▶ _Given data_
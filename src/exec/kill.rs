// src/exec/kill.rs

//! Whole-tree termination.
//!
//! On Unix every child is spawned as the leader of its own process group,
//! so signalling `-pgid` reaches the shell and everything it started. On
//! Windows `taskkill /T` walks the tree for us.

use super::{ExecError, Severity};

#[cfg(unix)]
pub fn kill_tree(pid: u32, severity: Severity) -> Result<(), ExecError> {
    let signal = match severity {
        Severity::Graceful => libc::SIGTERM,
        Severity::Forced => libc::SIGKILL,
    };
    let pgid = pid as libc::pid_t;

    // SAFETY: kill(2) takes plain integers and has no memory preconditions.
    let rc = unsafe { libc::kill(-pgid, signal) };
    if rc == -1 {
        let err = std::io::Error::last_os_error();
        if err.raw_os_error() == Some(libc::ESRCH) {
            return Err(ExecError::NotRunning);
        }
        return Err(ExecError::Signal { pid, source: err });
    }
    Ok(())
}

#[cfg(windows)]
pub fn kill_tree(pid: u32, severity: Severity) -> Result<(), ExecError> {
    use std::os::windows::process::CommandExt;

    const CREATE_NO_WINDOW: u32 = 0x08000000;

    let mut cmd = std::process::Command::new("taskkill");
    cmd.args(["/PID", &pid.to_string(), "/T"]);
    if severity == Severity::Forced {
        cmd.arg("/F");
    }
    cmd.creation_flags(CREATE_NO_WINDOW);
    cmd.spawn()
        .map(|_| ())
        .map_err(|source| ExecError::Signal { pid, source })
}

/// Conventional name for a signal number, e.g. `15` → `"SIGTERM"`.
#[cfg(unix)]
pub fn signal_name(signal: i32) -> String {
    let name = match signal {
        libc::SIGHUP => "SIGHUP",
        libc::SIGINT => "SIGINT",
        libc::SIGQUIT => "SIGQUIT",
        libc::SIGILL => "SIGILL",
        libc::SIGABRT => "SIGABRT",
        libc::SIGBUS => "SIGBUS",
        libc::SIGFPE => "SIGFPE",
        libc::SIGKILL => "SIGKILL",
        libc::SIGUSR1 => "SIGUSR1",
        libc::SIGSEGV => "SIGSEGV",
        libc::SIGUSR2 => "SIGUSR2",
        libc::SIGPIPE => "SIGPIPE",
        libc::SIGALRM => "SIGALRM",
        libc::SIGTERM => "SIGTERM",
        other => return format!("SIG{other}"),
    };
    name.to_string()
}
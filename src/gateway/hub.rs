// src/gateway/hub.rs

//! Single task that fans supervisor reports out to sessions.
//!
//! Reports and "session authenticated" events travel through one channel,
//! so a new session's snapshot is never overtaken by a report it already
//! contains, and every session sees reports in emission order.

use std::sync::Arc;

use tokio::sync::mpsc;
use tracing::{debug, error};

use crate::supervisor::{LogSink, ReportSink, Supervisor};
use crate::types::Report;

use super::protocol;
use super::sessions::{SessionId, Sessions};

#[derive(Debug)]
pub(crate) enum HubEvent {
    Report(Report),
    Authenticated(SessionId),
}

/// [`ReportSink`] handed to supervisors; forwards into the hub.
#[derive(Debug, Clone)]
pub struct HubSink {
    tx: mpsc::UnboundedSender<HubEvent>,
}

/// Receiving half, consumed by [`super::Gateway::new`].
#[derive(Debug)]
pub struct HubReceiver {
    rx: mpsc::UnboundedReceiver<HubEvent>,
}

pub fn hub_channel() -> (HubSink, HubReceiver) {
    let (tx, rx) = mpsc::unbounded_channel();
    (HubSink { tx }, HubReceiver { rx })
}

impl HubSink {
    pub(crate) fn authenticated(&self, id: SessionId) {
        let _ = self.tx.send(HubEvent::Authenticated(id));
    }
}

impl ReportSink for HubSink {
    fn report(&self, report: Report) {
        let _ = self.tx.send(HubEvent::Report(report));
    }
}

pub(crate) async fn run_hub(
    receiver: HubReceiver,
    sessions: Sessions,
    supervisors: Vec<Arc<Supervisor>>,
) {
    let HubReceiver { mut rx } = receiver;
    while let Some(event) = rx.recv().await {
        match event {
            HubEvent::Report(report) => {
                LogSink.report(report.clone());
                match protocol::encode_report(&report) {
                    Ok(text) => {
                        let delivered = sessions.lock().broadcast(&text);
                        debug!(project = %report.name, delivered, "report broadcast");
                    }
                    Err(e) => error!(error = %e, "failed to encode report"),
                }
            }
            HubEvent::Authenticated(id) => {
                let snapshot: Vec<Report> = supervisors.iter().map(|s| s.report()).collect();
                match protocol::encode_snapshot(&snapshot) {
                    Ok(text) => {
                        if !sessions.lock().authenticate(id, text) {
                            debug!(session = id, "session closed before snapshot");
                        }
                    }
                    Err(e) => error!(error = %e, "failed to encode snapshot"),
                }
            }
        }
    }
    debug!("report hub stopped");
}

▶ _Your objective_
In the entries above, please find the line with "tree for us." and the line with "if rc == -1", then write out exactly those two lines and every line between them, and nothing more.

▶ _Response_
//! Windows `taskkill /T` walks the tree for us.

use super::{ExecError, Severity};

#[cfg(unix)]
pub fn kill_tree(pid: u32, severity: Severity) -> Result<(), ExecError> {
    let signal = match severity {
        Severity::Graceful => libc::SIGTERM,
        Severity::Forced => libc::SIGKILL,
    };
    let pgid = pid as libc::pid_t;

    // SAFETY: kill(2) takes plain integers and has no memory preconditions.
    let rc = unsafe { libc::kill(-pgid, signal) };
    if rc == -1 {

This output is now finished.